Send back the entries exactly as they were given.

** Source information follows **

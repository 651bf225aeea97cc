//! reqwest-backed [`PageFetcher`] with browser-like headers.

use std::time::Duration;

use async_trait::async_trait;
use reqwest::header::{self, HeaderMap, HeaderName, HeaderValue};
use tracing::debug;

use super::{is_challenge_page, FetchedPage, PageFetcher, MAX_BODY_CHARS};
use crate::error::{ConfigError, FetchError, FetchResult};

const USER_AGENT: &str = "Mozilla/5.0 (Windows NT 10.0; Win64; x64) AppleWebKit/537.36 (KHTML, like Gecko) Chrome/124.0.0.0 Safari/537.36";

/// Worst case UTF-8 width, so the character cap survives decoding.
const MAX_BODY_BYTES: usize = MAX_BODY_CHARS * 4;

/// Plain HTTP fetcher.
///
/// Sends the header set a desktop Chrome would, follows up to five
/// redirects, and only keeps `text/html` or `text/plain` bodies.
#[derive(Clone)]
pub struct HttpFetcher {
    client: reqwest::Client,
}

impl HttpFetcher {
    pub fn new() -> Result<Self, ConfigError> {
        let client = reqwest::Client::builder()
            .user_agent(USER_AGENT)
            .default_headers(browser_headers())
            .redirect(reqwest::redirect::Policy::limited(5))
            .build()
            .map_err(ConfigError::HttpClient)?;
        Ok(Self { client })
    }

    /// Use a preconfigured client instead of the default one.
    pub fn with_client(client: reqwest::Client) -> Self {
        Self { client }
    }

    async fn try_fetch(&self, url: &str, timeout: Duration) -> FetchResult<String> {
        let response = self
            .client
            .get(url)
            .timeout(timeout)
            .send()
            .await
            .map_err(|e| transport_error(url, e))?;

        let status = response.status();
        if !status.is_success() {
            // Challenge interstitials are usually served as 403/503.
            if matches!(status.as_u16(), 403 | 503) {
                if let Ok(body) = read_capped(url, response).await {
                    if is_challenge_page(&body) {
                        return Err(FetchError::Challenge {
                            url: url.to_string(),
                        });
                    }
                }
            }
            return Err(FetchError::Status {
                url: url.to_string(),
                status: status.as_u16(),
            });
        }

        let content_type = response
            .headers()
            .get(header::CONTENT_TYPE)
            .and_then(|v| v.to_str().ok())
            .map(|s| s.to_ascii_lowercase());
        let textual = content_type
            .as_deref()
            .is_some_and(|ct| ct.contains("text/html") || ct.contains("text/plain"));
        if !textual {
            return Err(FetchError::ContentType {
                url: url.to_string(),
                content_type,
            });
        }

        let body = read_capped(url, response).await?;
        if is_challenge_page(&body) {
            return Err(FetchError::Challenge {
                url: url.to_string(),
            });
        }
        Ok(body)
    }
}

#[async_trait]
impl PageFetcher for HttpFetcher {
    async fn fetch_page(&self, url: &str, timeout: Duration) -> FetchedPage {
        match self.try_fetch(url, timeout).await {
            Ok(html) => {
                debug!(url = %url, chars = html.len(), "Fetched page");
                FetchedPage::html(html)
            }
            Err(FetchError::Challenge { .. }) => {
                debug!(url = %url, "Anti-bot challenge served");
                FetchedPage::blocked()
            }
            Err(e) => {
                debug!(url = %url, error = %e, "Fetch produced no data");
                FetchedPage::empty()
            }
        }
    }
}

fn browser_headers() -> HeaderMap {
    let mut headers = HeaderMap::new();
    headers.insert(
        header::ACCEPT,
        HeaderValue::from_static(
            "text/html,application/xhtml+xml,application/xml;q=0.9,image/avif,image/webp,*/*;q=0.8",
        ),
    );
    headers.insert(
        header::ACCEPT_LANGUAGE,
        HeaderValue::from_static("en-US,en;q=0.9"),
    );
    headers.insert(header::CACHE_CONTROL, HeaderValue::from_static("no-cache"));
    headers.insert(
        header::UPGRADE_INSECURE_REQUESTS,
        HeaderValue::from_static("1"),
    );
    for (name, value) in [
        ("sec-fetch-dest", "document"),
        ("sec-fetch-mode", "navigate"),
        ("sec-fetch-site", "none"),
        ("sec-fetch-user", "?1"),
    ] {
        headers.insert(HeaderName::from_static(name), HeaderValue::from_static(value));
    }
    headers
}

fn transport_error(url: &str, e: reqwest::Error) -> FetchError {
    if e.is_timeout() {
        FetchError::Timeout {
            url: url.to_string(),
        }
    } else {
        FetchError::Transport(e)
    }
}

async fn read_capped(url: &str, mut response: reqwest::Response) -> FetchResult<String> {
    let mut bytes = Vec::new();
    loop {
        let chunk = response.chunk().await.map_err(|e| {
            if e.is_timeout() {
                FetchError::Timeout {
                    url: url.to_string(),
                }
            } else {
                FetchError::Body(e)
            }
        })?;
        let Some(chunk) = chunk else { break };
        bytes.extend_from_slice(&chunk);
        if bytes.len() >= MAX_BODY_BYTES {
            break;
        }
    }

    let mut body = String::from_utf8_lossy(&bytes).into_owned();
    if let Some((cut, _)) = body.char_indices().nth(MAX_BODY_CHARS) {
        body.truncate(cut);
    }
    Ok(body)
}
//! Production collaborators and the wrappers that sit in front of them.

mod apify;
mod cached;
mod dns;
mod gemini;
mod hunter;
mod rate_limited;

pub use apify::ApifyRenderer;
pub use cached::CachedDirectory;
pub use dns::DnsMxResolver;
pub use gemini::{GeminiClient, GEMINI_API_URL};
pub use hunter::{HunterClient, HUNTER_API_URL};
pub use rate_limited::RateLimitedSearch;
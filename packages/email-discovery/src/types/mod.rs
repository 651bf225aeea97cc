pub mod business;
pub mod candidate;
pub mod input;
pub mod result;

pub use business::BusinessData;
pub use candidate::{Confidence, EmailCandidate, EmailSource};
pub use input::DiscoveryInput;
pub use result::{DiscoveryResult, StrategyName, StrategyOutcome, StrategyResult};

** End of Source information **

* Finished task *
repository 651bf225aeea97cc
//! reqwest-backed [`PageFetcher`] with browser-like headers.

use std::time::Duration;

use async_trait::async_trait;
use reqwest::header::{self, HeaderMap, HeaderName, HeaderValue};
use tracing::debug;

use super::{is_challenge_page, FetchedPage, PageFetcher, MAX_BODY_CHARS};
use crate::error::{ConfigError, FetchError, FetchResult};

const USER_AGENT: &str = "Mozilla/5.0 (Windows NT 10.0; Win64; x64) AppleWebKit/537.36 (KHTML, like Gecko) Chrome/124.0.0.0 Safari/537.36";

/// Worst case UTF-8 width, so the character cap survives decoding.
const MAX_BODY_BYTES: usize = MAX_BODY_CHARS * 4;

/// Plain HTTP fetcher.
///
/// Sends the header set a desktop Chrome would, follows up to five
/// redirects, and only keeps `text/html` or `text/plain` bodies.
#[derive(Clone)]
pub struct HttpFetcher {
    client: reqwest::Client,
}

impl HttpFetcher {
    pub fn new() -> Result<Self, ConfigError> {
        let client = reqwest::Client::builder()
            .user_agent(USER_AGENT)
            .default_headers(browser_headers())
            .redirect(reqwest::redirect::Policy::limited(5))
            .build()
            .map_err(ConfigError::HttpClient)?;
        Ok(Self { client })
    }

    /// Use a preconfigured client instead of the default one.
    pub fn with_client(client: reqwest::Client) -> Self {
        Self { client }
    }

    async fn try_fetch(&self, url: &str, timeout: Duration) -> FetchResult<String> {
        let response = self
            .client
            .get(url)
            .timeout(timeout)
            .send()
            .await
            .map_err(|e| transport_error(url, e))?;

        let status = response.status();
        if !status.is_success() {
            // Challenge interstitials are usually served as 403/503.
            if matches!(status.as_u16(), 403 | 503) {
                if let Ok(body) = read_capped(url, response).await {
                    if is_challenge_page(&body) {
                        return Err(FetchError::Challenge {
                            url: url.to_string(),
                        });
                    }
                }
            }
            return Err(FetchError::Status {
                url: url.to_string(),
                status: status.as_u16(),
            });
        }

        let content_type = response
            .headers()
            .get(header::CONTENT_TYPE)
            .and_then(|v| v.to_str().ok())
            .map(|s| s.to_ascii_lowercase());
        let textual = content_type
            .as_deref()
            .is_some_and(|ct| ct.contains("text/html") || ct.contains("text/plain"));
        if !textual {
            return Err(FetchError::ContentType {
                url: url.to_string(),
                content_type,
            });
        }

        let body = read_capped(url, response).await?;
        if is_challenge_page(&body) {
            return Err(FetchError::Challenge {
                url: url.to_string(),
            });
        }
        Ok(body)
    }
}

#[async_trait]
impl PageFetcher for HttpFetcher {
    async fn fetch_page(&self, url: &str, timeout: Duration) -> FetchedPage {
        match self.try_fetch(url, timeout).await {
            Ok(html) => {
                debug!(url = %url, chars = html.len(), "Fetched page");
                FetchedPage::html(html)
            }
            Err(FetchError::Challenge { .. }) => {
                debug!(url = %url, "Anti-bot challenge served");
                FetchedPage::blocked()
            }
            Err(e) => {
                debug!(url = %url, error = %e, "Fetch produced no data");
                FetchedPage::empty()
            }
        }
    }
}

fn browser_headers() -> HeaderMap {
    let mut headers = HeaderMap::new();
    headers.insert(
        header::ACCEPT,
        HeaderValue::from_static(
            "text/html,application/xhtml+xml,application/xml;q=0.9,image/avif,image/webp,*/*;q=0.8",
        ),
    );
    headers.insert(
        header::ACCEPT_LANGUAGE,
        HeaderValue::from_static("en-US,en;q=0.9"),
    );
    headers.insert(header::CACHE_CONTROL, HeaderValue::from_static("no-cache"));
    headers.insert(
        header::UPGRADE_INSECURE_REQUESTS,
        HeaderValue::from_static("1"),
    );
    for (name, value) in [
        ("sec-fetch-dest", "document"),
        ("sec-fetch-mode", "navigate"),
        ("sec-fetch-site", "none"),
        ("sec-fetch-user", "?1"),
    ] {
        headers.insert(HeaderName::from_static(name), HeaderValue::from_static(value));
    }
    headers
}

fn transport_error(url: &str, e: reqwest::Error) -> FetchError {
    if e.is_timeout() {
        FetchError::Timeout {
            url: url.to_string(),
        }
    } else {
        FetchError::Transport(e)
    }
}

async fn read_capped(url: &str, mut response: reqwest::Response) -> FetchResult<String> {
    let mut bytes = Vec::new();
    loop {
        let chunk = response.chunk().await.map_err(|e| {
            if e.is_timeout() {
                FetchError::Timeout {
                    url: url.to_string(),
                }
            } else {
                FetchError::Body(e)
            }
        })?;
        let Some(chunk) = chunk else { break };
        bytes.extend_from_slice(&chunk);
        if bytes.len() >= MAX_BODY_BYTES {
            break;
        }
    }

    let mut body = String::from_utf8_lossy(&bytes).into_owned();
    if let Some((cut, _)) = body.char_indices().nth(MAX_BODY_CHARS) {
        body.truncate(cut);
    }
    Ok(body)
}
//! Production collaborators and the wrappers that sit in front of them.

mod apify;
mod cached;
mod dns;
mod gemini;
mod hunter;
mod rate_limited;

pub use apify::ApifyRenderer;
pub use cached::CachedDirectory;
pub use dns::DnsMxResolver;
pub use gemini::{GeminiClient, GEMINI_API_URL};
pub use hunter::{HunterClient, HUNTER_API_URL};
pub use rate_limited::RateLimitedSearch;
filename packages/email-discovery/src/types/mod.rs
repository 651bf225aeea97cc
pub mod business;
pub mod candidate;
pub mod input;
pub mod result;

pub use business::BusinessData;
pub use candidate::{Confidence, EmailCandidate, EmailSource};
pub use input::DiscoveryInput;
pub use result::{DiscoveryResult, StrategyName, StrategyOutcome, StrategyResult};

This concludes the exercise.